(Dataset Opens)
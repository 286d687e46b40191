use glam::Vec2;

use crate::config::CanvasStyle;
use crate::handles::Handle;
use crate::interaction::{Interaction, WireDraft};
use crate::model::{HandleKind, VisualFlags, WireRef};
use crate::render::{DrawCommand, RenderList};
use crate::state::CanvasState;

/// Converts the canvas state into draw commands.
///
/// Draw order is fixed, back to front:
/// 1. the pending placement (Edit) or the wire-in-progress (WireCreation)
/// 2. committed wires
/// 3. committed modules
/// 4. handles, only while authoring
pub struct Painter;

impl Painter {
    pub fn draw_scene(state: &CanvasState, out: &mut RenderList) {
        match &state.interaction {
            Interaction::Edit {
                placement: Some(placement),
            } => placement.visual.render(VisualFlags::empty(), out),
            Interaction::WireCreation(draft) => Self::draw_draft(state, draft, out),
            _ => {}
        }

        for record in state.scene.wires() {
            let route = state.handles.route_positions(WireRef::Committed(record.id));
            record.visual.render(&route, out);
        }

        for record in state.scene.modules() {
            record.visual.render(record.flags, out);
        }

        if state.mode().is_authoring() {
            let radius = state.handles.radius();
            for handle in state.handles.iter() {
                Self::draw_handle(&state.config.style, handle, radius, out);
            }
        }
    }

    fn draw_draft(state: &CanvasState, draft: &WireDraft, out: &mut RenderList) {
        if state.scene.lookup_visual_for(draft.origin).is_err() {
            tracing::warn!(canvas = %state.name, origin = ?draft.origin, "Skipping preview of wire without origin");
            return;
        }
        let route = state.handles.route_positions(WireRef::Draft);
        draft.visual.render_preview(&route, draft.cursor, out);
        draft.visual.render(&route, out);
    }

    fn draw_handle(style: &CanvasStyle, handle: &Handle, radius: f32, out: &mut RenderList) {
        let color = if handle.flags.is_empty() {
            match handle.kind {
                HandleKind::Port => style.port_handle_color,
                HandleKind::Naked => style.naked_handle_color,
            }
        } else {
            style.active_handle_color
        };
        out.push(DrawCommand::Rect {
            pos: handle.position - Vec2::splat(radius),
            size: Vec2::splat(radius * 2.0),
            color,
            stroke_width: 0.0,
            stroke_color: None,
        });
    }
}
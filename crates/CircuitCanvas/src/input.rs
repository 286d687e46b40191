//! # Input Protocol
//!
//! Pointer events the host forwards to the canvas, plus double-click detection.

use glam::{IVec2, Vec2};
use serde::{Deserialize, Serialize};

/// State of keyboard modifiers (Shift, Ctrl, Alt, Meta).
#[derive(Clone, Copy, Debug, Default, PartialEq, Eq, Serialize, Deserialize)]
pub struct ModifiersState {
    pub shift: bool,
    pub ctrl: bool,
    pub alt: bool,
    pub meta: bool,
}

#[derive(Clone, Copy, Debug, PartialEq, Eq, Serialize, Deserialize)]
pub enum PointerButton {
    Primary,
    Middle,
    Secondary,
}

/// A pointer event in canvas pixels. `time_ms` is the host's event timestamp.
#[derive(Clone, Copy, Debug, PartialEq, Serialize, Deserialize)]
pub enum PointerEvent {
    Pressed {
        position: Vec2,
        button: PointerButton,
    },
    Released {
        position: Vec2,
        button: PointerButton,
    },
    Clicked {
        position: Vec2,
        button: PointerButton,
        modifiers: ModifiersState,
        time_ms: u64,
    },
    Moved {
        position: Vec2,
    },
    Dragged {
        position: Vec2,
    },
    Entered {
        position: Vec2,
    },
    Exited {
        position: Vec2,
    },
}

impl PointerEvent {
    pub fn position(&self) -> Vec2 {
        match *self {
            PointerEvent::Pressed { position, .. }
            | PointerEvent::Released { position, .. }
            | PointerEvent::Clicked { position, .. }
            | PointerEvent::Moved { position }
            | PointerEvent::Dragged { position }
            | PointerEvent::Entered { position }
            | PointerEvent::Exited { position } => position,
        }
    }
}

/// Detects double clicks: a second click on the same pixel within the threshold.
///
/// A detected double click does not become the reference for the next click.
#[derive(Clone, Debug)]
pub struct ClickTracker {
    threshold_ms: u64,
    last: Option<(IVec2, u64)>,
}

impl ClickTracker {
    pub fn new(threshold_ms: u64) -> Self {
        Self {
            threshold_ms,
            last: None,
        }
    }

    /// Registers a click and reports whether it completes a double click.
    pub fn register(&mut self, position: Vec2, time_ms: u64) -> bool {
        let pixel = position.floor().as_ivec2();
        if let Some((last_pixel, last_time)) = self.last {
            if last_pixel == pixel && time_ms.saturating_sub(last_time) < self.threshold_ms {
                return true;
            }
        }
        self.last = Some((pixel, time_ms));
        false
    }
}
(Dataset Closes)
What is being asked
Give every entry in the listing above again, exactly as written.

Task output
repository 286d687e46b40191
use glam::Vec2;

use crate::config::CanvasStyle;
use crate::handles::Handle;
use crate::interaction::{Interaction, WireDraft};
use crate::model::{HandleKind, VisualFlags, WireRef};
use crate::render::{DrawCommand, RenderList};
use crate::state::CanvasState;

/// Converts the canvas state into draw commands.
///
/// Draw order is fixed, back to front:
/// 1. the pending placement (Edit) or the wire-in-progress (WireCreation)
/// 2. committed wires
/// 3. committed modules
/// 4. handles, only while authoring
pub struct Painter;

impl Painter {
    pub fn draw_scene(state: &CanvasState, out: &mut RenderList) {
        match &state.interaction {
            Interaction::Edit {
                placement: Some(placement),
            } => placement.visual.render(VisualFlags::empty(), out),
            Interaction::WireCreation(draft) => Self::draw_draft(state, draft, out),
            _ => {}
        }

        for record in state.scene.wires() {
            let route = state.handles.route_positions(WireRef::Committed(record.id));
            record.visual.render(&route, out);
        }

        for record in state.scene.modules() {
            record.visual.render(record.flags, out);
        }

        if state.mode().is_authoring() {
            let radius = state.handles.radius();
            for handle in state.handles.iter() {
                Self::draw_handle(&state.config.style, handle, radius, out);
            }
        }
    }

    fn draw_draft(state: &CanvasState, draft: &WireDraft, out: &mut RenderList) {
        if state.scene.lookup_visual_for(draft.origin).is_err() {
            tracing::warn!(canvas = %state.name, origin = ?draft.origin, "Skipping preview of wire without origin");
            return;
        }
        let route = state.handles.route_positions(WireRef::Draft);
        draft.visual.render_preview(&route, draft.cursor, out);
        draft.visual.render(&route, out);
    }

    fn draw_handle(style: &CanvasStyle, handle: &Handle, radius: f32, out: &mut RenderList) {
        let color = if handle.flags.is_empty() {
            match handle.kind {
                HandleKind::Port => style.port_handle_color,
                HandleKind::Naked => style.naked_handle_color,
            }
        } else {
            style.active_handle_color
        };
        out.push(DrawCommand::Rect {
            pos: handle.position - Vec2::splat(radius),
            size: Vec2::splat(radius * 2.0),
            color,
            stroke_width: 0.0,
            stroke_color: None,
        });
    }
}
filename crates/CircuitCanvas/src/input.rs
repository 286d687e46b40191
//! # Input Protocol
//!
//! Pointer events the host forwards to the canvas, plus double-click detection.

use glam::{IVec2, Vec2};
use serde::{Deserialize, Serialize};

/// State of keyboard modifiers (Shift, Ctrl, Alt, Meta).
#[derive(Clone, Copy, Debug, Default, PartialEq, Eq, Serialize, Deserialize)]
pub struct ModifiersState {
    pub shift: bool,
    pub ctrl: bool,
    pub alt: bool,
    pub meta: bool,
}

#[derive(Clone, Copy, Debug, PartialEq, Eq, Serialize, Deserialize)]
pub enum PointerButton {
    Primary,
    Middle,
    Secondary,
}

/// A pointer event in canvas pixels. `time_ms` is the host's event timestamp.
#[derive(Clone, Copy, Debug, PartialEq, Serialize, Deserialize)]
pub enum PointerEvent {
    Pressed {
        position: Vec2,
        button: PointerButton,
    },
    Released {
        position: Vec2,
        button: PointerButton,
    },
    Clicked {
        position: Vec2,
        button: PointerButton,
        modifiers: ModifiersState,
        time_ms: u64,
    },
    Moved {
        position: Vec2,
    },
    Dragged {
        position: Vec2,
    },
    Entered {
        position: Vec2,
    },
    Exited {
        position: Vec2,
    },
}

impl PointerEvent {
    pub fn position(&self) -> Vec2 {
        match *self {
            PointerEvent::Pressed { position, .. }
            | PointerEvent::Released { position, .. }
            | PointerEvent::Clicked { position, .. }
            | PointerEvent::Moved { position }
            | PointerEvent::Dragged { position }
            | PointerEvent::Entered { position }
            | PointerEvent::Exited { position } => position,
        }
    }
}

/// Detects double clicks: a second click on the same pixel within the threshold.
///
/// A detected double click does not become the reference for the next click.
#[derive(Clone, Debug)]
pub struct ClickTracker {
    threshold_ms: u64,
    last: Option<(IVec2, u64)>,
}

impl ClickTracker {
    pub fn new(threshold_ms: u64) -> Self {
        Self {
            threshold_ms,
            last: None,
        }
    }

    /// Registers a click and reports whether it completes a double click.
    pub fn register(&mut self, position: Vec2, time_ms: u64) -> bool {
        let pixel = position.floor().as_ivec2();
        if let Some((last_pixel, last_time)) = self.last {
            if last_pixel == pixel && time_ms.saturating_sub(last_time) < self.threshold_ms {
                return true;
            }
        }
        self.last = Some((pixel, time_ms));
        false
    }
}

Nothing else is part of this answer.